The proper posture for receiving Communion is standing. When receiving in the hand, the communicant should bow, and then say “Amen” after the minister says, “The Body of Christ.”

The proper posture for receiving Communion is standing. This is to show the respect that is due the Most Blessed Sacrament (in our culture, standing up shows respect to someone of importance who enters the room); the bow before receiving Communion signifies the humility with which we must approach the Sacrament.

The deeper meaning of this posture, though, is that the position of standing is symbolic of the Resurrection, and so — as is done in the Eastern Rites of the Church — we assume this position when we receive the Sacrament of our salvation.

Receiving Communion kneeling, or genuflecting before receiving, while often motivated by the praiseworthy desire to show greater respect to the Most Blessed Sacrament, is not proper according to the liturgical norms.

It can also create practical difficulties, such as people inadvertently tripping over the person in front of them in line. It should also be remembered that the greatest respect we can show is to always ensure that when we receive Communion, we do so worthily.

When receiving Communion on the tongue:

Hold your hands in front of you in a gesture of prayer, and when you approach the minister of Communion, bow, and then say “Amen” after the minister says, “The Body of Christ.” After the minister places the Host into your mouth, return to your place in the pew (or approach the Communion station for the Blood of Christ, as the case may be).

When receiving Communion in the hand:

When you approach the minister of Communion, hold one hand on top of the other and extend your hands flat, like an altar top. (This follows the counsel of St. Cyril of Jerusalem, who instructed the faithful: “make a throne of your hands in which to receive the King [in Holy Communion].” He also urged them to exercise great care for any fragments which might remain in one’s hand.)

Bow, and then say “Amen” after the minister says, “The Body of Christ,” and places the host in your hand. Step to the side, reverently place the Host into your mouth with the other hand, taking the Host from the hand that it rests upon.
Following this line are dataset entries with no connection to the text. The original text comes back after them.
//! Page lifecycle tracking.

use std::collections::BTreeMap;
use std::fmt;
use std::time::{Duration, Instant};

/// Lifecycle phases of a page, in execution order.
#[derive(Debug, Clone, Copy, PartialEq, Eq, PartialOrd, Ord, Hash)]
pub enum LifecyclePhase {
    /// Page object instantiated, no children yet.
    Construct,
    /// Page builds its control tree; route data is already attached.
    FrameworkInitialize,
    /// Tree construction complete.
    Load,
    /// Final adjustments before serialization.
    PreRender,
    /// Tree written to the output writer.
    Render,
    /// Page and tree released.
    Unload,
}

impl LifecyclePhase {
    /// All phases in execution order.
    pub const ALL: [LifecyclePhase; 6] = [
        LifecyclePhase::Construct,
        LifecyclePhase::FrameworkInitialize,
        LifecyclePhase::Load,
        LifecyclePhase::PreRender,
        LifecyclePhase::Render,
        LifecyclePhase::Unload,
    ];

    pub fn as_str(&self) -> &'static str {
        match self {
            LifecyclePhase::Construct => "construct",
            LifecyclePhase::FrameworkInitialize => "framework_initialize",
            LifecyclePhase::Load => "load",
            LifecyclePhase::PreRender => "pre_render",
            LifecyclePhase::Render => "render",
            LifecyclePhase::Unload => "unload",
        }
    }

    /// The phase that follows this one, if any.
    pub fn next(&self) -> Option<LifecyclePhase> {
        match self {
            LifecyclePhase::Construct => Some(LifecyclePhase::FrameworkInitialize),
            LifecyclePhase::FrameworkInitialize => Some(LifecyclePhase::Load),
            LifecyclePhase::Load => Some(LifecyclePhase::PreRender),
            LifecyclePhase::PreRender => Some(LifecyclePhase::Render),
            LifecyclePhase::Render => Some(LifecyclePhase::Unload),
            LifecyclePhase::Unload => None,
        }
    }
}

impl fmt::Display for LifecyclePhase {
    fn fmt(&self, f: &mut fmt::Formatter<'_>) -> fmt::Result {
        f.write_str(self.as_str())
    }
}

/// Lifecycle events reported to observers.
#[derive(Debug, Clone, PartialEq, Eq)]
pub enum LifecycleEvent {
    /// A phase has been entered.
    PhaseEntered(LifecyclePhase),
    /// A phase hook failed; remaining phases are skipped.
    Failed {
        phase: LifecyclePhase,
        message: String,
    },
    /// Markup produced successfully.
    Completed,
}

/// Wall-clock timings of one page run, per phase.
#[derive(Debug, Clone)]
pub struct TimingContext {
    start: Instant,
    phases: BTreeMap<LifecyclePhase, (Instant, Option<Instant>)>,
}

impl TimingContext {
    pub fn new() -> Self {
        Self {
            start: Instant::now(),
            phases: BTreeMap::new(),
        }
    }

    /// Record that `phase` began now. Restarting a phase discards its end.
    pub fn phase_started(&mut self, phase: LifecyclePhase) {
        self.phases.insert(phase, (Instant::now(), None));
    }

    /// Record that `phase` finished now; ignored if it never started.
    pub fn phase_finished(&mut self, phase: LifecyclePhase) {
        if let Some((_, end)) = self.phases.get_mut(&phase) {
            *end = Some(Instant::now());
        }
    }

    /// Time since the run began.
    pub fn elapsed(&self) -> Duration {
        self.start.elapsed()
    }

    /// Time from the start of the run to the end of the render phase.
    pub fn time_to_render(&self) -> Option<Duration> {
        let (_, end) = self.phases.get(&LifecyclePhase::Render)?;
        end.map(|end| end.duration_since(self.start))
    }

    /// Timing of a finished phase.
    pub fn phase_timing(&self, phase: LifecyclePhase) -> Option<PhaseTiming> {
        let (started, finished) = self.phases.get(&phase)?;
        let finished = (*finished)?;
        Some(PhaseTiming {
            phase,
            start: started.duration_since(self.start),
            duration: finished.duration_since(*started),
        })
    }

    /// All finished phases in execution order.
    pub fn completed_phases(&self) -> Vec<PhaseTiming> {
        self.phases
            .keys()
            .filter_map(|phase| self.phase_timing(*phase))
            .collect()
    }
}

impl Default for TimingContext {
    fn default() -> Self {
        Self::new()
    }
}

#[derive(Debug, Clone, Copy, PartialEq, Eq)]
pub struct PhaseTiming {
    pub phase: LifecyclePhase,
    /// Offset from the start of the run.
    pub start: Duration,
    pub duration: Duration,
}

/// Receives the lifecycle events of every page run.
pub trait LifecycleObserver: Send + Sync {
    /// `elapsed` is measured from the start of the run.
    fn on_event(&self, event: &LifecycleEvent, elapsed: Duration);
}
Take care to consume any particles which may remain in your hand and return to your place in the pew (or approach the Communion station for the Blood of Christ, as the case may be). Note: if one of your hands is impeded such that you cannot receive Communion in this way, you should receive on the tongue.

When receiving Communion from the cup:

Approach the minister of Communion, bow, and then say “Amen” after the minister says, “The Blood of Christ.” Take the cup with your hands and reverently place it to your lips to take a sip of the Blood of Christ. Hand the cup back to the minister, and return to your place in the pew.